[THE DATA]

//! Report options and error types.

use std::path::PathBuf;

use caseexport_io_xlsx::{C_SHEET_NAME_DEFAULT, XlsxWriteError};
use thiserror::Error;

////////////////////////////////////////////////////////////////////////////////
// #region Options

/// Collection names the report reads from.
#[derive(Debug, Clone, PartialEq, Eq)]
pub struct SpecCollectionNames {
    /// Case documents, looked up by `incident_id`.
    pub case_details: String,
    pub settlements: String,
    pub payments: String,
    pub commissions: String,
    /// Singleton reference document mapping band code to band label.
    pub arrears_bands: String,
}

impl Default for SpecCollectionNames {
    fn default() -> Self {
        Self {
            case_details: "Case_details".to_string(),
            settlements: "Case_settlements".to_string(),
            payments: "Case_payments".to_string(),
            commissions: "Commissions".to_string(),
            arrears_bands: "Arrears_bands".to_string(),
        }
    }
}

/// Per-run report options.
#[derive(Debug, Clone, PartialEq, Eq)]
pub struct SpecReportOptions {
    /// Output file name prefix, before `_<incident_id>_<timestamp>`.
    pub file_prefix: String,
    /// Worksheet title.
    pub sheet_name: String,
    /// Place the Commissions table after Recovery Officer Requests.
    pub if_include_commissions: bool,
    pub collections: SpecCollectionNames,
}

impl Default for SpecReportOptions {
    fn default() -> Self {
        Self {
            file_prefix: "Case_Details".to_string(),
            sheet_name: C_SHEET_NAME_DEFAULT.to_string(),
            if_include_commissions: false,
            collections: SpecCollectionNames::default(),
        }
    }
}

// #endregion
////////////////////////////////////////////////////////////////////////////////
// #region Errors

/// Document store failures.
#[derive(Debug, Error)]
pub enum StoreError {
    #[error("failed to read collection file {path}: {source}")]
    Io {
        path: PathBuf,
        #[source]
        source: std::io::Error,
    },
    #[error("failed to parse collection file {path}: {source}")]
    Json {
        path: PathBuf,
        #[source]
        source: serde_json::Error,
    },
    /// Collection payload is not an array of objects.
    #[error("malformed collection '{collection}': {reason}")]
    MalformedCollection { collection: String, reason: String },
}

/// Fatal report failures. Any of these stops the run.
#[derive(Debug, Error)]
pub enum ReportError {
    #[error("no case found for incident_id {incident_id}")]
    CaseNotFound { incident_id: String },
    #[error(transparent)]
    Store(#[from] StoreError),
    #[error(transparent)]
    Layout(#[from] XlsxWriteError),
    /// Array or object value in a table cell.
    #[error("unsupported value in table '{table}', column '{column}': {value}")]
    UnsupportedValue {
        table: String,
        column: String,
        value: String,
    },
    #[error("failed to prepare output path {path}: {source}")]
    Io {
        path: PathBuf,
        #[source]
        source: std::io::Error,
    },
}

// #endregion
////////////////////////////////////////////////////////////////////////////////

[/THE DATA]
[THE DATA]

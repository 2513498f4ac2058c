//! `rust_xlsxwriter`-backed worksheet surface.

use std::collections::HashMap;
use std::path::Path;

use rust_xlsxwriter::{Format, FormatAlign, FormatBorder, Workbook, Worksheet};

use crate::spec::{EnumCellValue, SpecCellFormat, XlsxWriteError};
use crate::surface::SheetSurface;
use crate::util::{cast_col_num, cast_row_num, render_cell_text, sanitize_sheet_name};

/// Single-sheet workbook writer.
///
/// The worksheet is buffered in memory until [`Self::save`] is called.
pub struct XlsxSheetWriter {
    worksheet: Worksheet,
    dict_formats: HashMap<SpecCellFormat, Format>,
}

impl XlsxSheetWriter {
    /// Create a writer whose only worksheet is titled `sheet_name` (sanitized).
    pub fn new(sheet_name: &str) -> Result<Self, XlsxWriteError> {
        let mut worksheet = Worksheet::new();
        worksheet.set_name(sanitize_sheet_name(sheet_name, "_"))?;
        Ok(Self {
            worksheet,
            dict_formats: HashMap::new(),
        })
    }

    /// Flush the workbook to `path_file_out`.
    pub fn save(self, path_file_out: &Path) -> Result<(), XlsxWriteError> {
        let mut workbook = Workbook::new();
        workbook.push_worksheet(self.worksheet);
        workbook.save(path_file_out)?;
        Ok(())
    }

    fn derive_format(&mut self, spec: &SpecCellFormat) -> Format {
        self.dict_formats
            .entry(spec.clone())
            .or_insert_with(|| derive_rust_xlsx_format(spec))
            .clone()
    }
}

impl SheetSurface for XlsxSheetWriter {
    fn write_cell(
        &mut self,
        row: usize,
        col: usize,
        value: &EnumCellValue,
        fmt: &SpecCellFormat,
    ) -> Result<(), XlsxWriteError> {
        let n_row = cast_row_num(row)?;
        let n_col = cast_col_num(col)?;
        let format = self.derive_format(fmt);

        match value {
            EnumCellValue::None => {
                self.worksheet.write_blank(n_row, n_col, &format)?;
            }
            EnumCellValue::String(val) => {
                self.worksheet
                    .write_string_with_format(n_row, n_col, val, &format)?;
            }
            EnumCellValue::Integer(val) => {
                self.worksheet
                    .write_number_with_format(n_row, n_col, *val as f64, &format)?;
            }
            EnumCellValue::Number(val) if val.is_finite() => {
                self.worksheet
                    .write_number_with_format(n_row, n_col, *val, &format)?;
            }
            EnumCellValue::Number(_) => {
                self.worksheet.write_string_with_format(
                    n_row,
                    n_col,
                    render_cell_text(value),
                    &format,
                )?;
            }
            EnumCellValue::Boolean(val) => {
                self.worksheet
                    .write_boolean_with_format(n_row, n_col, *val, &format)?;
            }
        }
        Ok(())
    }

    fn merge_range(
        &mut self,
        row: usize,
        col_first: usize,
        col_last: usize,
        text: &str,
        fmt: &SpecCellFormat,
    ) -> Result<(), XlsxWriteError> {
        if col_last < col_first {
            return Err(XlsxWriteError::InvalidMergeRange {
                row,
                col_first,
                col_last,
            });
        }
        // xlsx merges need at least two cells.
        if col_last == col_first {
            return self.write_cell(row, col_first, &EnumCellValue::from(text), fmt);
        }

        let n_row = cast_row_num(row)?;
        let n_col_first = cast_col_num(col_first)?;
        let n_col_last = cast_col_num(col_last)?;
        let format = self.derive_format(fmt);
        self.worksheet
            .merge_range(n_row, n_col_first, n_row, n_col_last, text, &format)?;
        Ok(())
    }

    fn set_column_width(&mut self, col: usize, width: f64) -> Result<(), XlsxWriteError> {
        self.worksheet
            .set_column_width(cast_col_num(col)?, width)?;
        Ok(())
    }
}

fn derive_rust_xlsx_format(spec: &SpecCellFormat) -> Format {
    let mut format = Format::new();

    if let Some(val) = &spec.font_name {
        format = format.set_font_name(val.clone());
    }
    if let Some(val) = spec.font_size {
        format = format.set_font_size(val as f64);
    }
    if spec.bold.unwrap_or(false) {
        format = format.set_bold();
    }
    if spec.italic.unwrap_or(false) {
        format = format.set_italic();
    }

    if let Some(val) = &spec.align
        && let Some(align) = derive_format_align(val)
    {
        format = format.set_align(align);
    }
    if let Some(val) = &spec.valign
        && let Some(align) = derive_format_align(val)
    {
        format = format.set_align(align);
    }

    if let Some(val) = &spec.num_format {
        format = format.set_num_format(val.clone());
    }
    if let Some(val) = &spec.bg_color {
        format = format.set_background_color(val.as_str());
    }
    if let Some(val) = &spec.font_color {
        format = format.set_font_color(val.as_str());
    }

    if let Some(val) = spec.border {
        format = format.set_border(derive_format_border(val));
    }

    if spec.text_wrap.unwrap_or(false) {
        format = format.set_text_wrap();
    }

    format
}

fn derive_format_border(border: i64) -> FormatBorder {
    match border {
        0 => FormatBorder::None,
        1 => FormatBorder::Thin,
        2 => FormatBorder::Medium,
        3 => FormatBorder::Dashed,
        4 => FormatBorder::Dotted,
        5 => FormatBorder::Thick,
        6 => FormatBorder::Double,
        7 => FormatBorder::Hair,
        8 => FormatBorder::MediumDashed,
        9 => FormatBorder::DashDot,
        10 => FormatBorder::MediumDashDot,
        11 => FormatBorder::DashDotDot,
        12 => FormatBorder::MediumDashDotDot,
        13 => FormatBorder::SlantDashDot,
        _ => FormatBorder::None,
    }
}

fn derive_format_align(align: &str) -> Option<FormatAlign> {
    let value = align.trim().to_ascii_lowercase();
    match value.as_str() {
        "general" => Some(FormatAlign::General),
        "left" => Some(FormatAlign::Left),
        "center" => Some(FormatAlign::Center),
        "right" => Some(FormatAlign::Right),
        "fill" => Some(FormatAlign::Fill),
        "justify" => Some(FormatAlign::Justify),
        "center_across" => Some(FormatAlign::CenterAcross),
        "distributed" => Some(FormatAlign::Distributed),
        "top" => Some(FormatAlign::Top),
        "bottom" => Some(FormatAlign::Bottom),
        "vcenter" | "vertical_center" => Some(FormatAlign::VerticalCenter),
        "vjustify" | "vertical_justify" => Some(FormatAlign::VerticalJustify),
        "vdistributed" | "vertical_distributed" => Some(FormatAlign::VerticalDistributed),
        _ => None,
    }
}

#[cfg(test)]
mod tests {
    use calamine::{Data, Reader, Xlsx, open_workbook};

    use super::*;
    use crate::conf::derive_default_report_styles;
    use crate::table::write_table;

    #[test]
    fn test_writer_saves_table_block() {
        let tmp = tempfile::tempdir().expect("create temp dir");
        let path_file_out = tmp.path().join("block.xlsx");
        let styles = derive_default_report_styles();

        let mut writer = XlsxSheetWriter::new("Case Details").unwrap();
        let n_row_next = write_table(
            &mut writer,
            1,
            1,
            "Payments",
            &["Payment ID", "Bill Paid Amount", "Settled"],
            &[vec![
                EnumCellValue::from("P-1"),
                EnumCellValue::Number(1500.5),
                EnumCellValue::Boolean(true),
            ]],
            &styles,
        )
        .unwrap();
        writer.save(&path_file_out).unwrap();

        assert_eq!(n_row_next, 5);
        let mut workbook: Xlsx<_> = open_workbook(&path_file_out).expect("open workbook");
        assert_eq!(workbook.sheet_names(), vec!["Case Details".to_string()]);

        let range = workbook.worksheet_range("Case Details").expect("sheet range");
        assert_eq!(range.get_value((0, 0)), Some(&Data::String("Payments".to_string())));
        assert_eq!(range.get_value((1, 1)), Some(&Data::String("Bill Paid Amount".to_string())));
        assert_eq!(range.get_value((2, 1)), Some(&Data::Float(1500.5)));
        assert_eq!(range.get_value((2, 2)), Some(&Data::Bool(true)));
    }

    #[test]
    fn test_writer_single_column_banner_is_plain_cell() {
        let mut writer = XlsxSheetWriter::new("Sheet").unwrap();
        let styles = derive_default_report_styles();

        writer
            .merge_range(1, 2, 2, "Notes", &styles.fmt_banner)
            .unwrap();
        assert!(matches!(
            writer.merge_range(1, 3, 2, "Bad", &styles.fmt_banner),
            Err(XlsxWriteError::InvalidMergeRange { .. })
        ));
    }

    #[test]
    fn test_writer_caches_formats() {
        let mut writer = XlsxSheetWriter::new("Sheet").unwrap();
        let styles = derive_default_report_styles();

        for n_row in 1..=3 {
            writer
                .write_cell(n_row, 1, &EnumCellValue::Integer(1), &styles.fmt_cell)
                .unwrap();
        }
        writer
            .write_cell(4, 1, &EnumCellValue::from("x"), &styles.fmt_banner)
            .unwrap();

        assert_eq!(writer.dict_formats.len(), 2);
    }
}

[/THE DATA]
[THE DATA]

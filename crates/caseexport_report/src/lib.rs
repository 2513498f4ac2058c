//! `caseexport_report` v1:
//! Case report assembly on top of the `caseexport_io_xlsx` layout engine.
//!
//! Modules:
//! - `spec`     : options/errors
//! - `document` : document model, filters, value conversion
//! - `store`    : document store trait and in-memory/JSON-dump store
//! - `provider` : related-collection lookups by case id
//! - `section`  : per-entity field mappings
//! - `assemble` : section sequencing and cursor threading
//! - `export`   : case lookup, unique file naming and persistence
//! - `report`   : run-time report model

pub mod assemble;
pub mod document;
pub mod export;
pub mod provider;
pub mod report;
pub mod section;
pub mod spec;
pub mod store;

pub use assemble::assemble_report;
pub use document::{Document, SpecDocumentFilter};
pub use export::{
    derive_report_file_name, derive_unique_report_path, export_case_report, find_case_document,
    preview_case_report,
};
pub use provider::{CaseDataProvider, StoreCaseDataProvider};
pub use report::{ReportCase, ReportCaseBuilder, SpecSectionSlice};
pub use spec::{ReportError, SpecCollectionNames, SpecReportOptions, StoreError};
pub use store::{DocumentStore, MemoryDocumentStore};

[/THE DATA]

EXERCISE INSTRUCTIONS: What is needed is a single number: how many lines of the data contain the word "false".

RESPONSE TO THIS TASK: 4